(Saved entries)
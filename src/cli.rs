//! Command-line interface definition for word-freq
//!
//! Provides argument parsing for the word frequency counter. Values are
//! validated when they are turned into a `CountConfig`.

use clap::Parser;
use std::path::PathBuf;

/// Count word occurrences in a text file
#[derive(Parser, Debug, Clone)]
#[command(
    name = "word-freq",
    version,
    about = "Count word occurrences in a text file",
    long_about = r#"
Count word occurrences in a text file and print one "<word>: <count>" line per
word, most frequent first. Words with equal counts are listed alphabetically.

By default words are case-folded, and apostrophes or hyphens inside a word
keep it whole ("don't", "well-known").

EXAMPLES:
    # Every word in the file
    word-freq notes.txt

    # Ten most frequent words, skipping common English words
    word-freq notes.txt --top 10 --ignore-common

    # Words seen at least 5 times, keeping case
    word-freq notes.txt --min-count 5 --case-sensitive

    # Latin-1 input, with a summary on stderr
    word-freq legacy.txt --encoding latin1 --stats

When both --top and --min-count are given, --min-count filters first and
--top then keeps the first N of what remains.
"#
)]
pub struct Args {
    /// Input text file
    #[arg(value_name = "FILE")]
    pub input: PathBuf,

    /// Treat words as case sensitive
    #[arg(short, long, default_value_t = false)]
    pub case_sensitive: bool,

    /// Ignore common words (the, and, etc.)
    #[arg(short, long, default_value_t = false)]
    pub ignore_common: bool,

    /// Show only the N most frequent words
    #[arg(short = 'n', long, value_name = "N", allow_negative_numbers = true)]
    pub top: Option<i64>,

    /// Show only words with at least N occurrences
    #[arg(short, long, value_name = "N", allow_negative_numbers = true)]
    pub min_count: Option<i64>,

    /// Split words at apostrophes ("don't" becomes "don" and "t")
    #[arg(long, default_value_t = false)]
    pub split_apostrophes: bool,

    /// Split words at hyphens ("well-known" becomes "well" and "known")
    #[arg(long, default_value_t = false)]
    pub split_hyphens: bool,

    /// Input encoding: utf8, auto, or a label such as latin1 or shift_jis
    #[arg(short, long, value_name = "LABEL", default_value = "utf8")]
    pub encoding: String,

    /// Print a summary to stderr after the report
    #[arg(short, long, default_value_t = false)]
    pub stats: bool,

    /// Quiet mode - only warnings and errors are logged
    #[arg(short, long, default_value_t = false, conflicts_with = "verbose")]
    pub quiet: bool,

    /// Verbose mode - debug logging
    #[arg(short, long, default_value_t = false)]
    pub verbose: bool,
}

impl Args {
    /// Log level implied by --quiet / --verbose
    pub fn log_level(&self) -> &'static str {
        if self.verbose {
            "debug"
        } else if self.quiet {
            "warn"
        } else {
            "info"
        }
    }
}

• [THE TASK] Repeat every line of the data precisely.

• [SOLUTION TO THE PROBLEM]
filename src/cli.rs
//! Command-line interface definition for word-freq
//!
//! Provides argument parsing for the word frequency counter. Values are
//! validated when they are turned into a `CountConfig`.

use clap::Parser;
use std::path::PathBuf;

/// Count word occurrences in a text file
#[derive(Parser, Debug, Clone)]
#[command(
    name = "word-freq",
    version,
    about = "Count word occurrences in a text file",
    long_about = r#"
Count word occurrences in a text file and print one "<word>: <count>" line per
word, most frequent first. Words with equal counts are listed alphabetically.

By default words are case-folded, and apostrophes or hyphens inside a word
keep it whole ("don't", "well-known").

EXAMPLES:
    # Every word in the file
    word-freq notes.txt

    # Ten most frequent words, skipping common English words
    word-freq notes.txt --top 10 --ignore-common

    # Words seen at least 5 times, keeping case
    word-freq notes.txt --min-count 5 --case-sensitive

    # Latin-1 input, with a summary on stderr
    word-freq legacy.txt --encoding latin1 --stats

When both --top and --min-count are given, --min-count filters first and
--top then keeps the first N of what remains.
"#
)]
pub struct Args {
    /// Input text file
    #[arg(value_name = "FILE")]
    pub input: PathBuf,

    /// Treat words as case sensitive
    #[arg(short, long, default_value_t = false)]
    pub case_sensitive: bool,

    /// Ignore common words (the, and, etc.)
    #[arg(short, long, default_value_t = false)]
    pub ignore_common: bool,

    /// Show only the N most frequent words
    #[arg(short = 'n', long, value_name = "N", allow_negative_numbers = true)]
    pub top: Option<i64>,

    /// Show only words with at least N occurrences
    #[arg(short, long, value_name = "N", allow_negative_numbers = true)]
    pub min_count: Option<i64>,

    /// Split words at apostrophes ("don't" becomes "don" and "t")
    #[arg(long, default_value_t = false)]
    pub split_apostrophes: bool,

    /// Split words at hyphens ("well-known" becomes "well" and "known")
    #[arg(long, default_value_t = false)]
    pub split_hyphens: bool,

    /// Input encoding: utf8, auto, or a label such as latin1 or shift_jis
    #[arg(short, long, value_name = "LABEL", default_value = "utf8")]
    pub encoding: String,

    /// Print a summary to stderr after the report
    #[arg(short, long, default_value_t = false)]
    pub stats: bool,

    /// Quiet mode - only warnings and errors are logged
    #[arg(short, long, default_value_t = false, conflicts_with = "verbose")]
    pub quiet: bool,

    /// Verbose mode - debug logging
    #[arg(short, long, default_value_t = false)]
    pub verbose: bool,
}

impl Args {
    /// Log level implied by --quiet / --verbose
    pub fn log_level(&self) -> &'static str {
        if self.verbose {
            "debug"
        } else if self.quiet {
            "warn"
        } else {
            "info"
        }
    }
}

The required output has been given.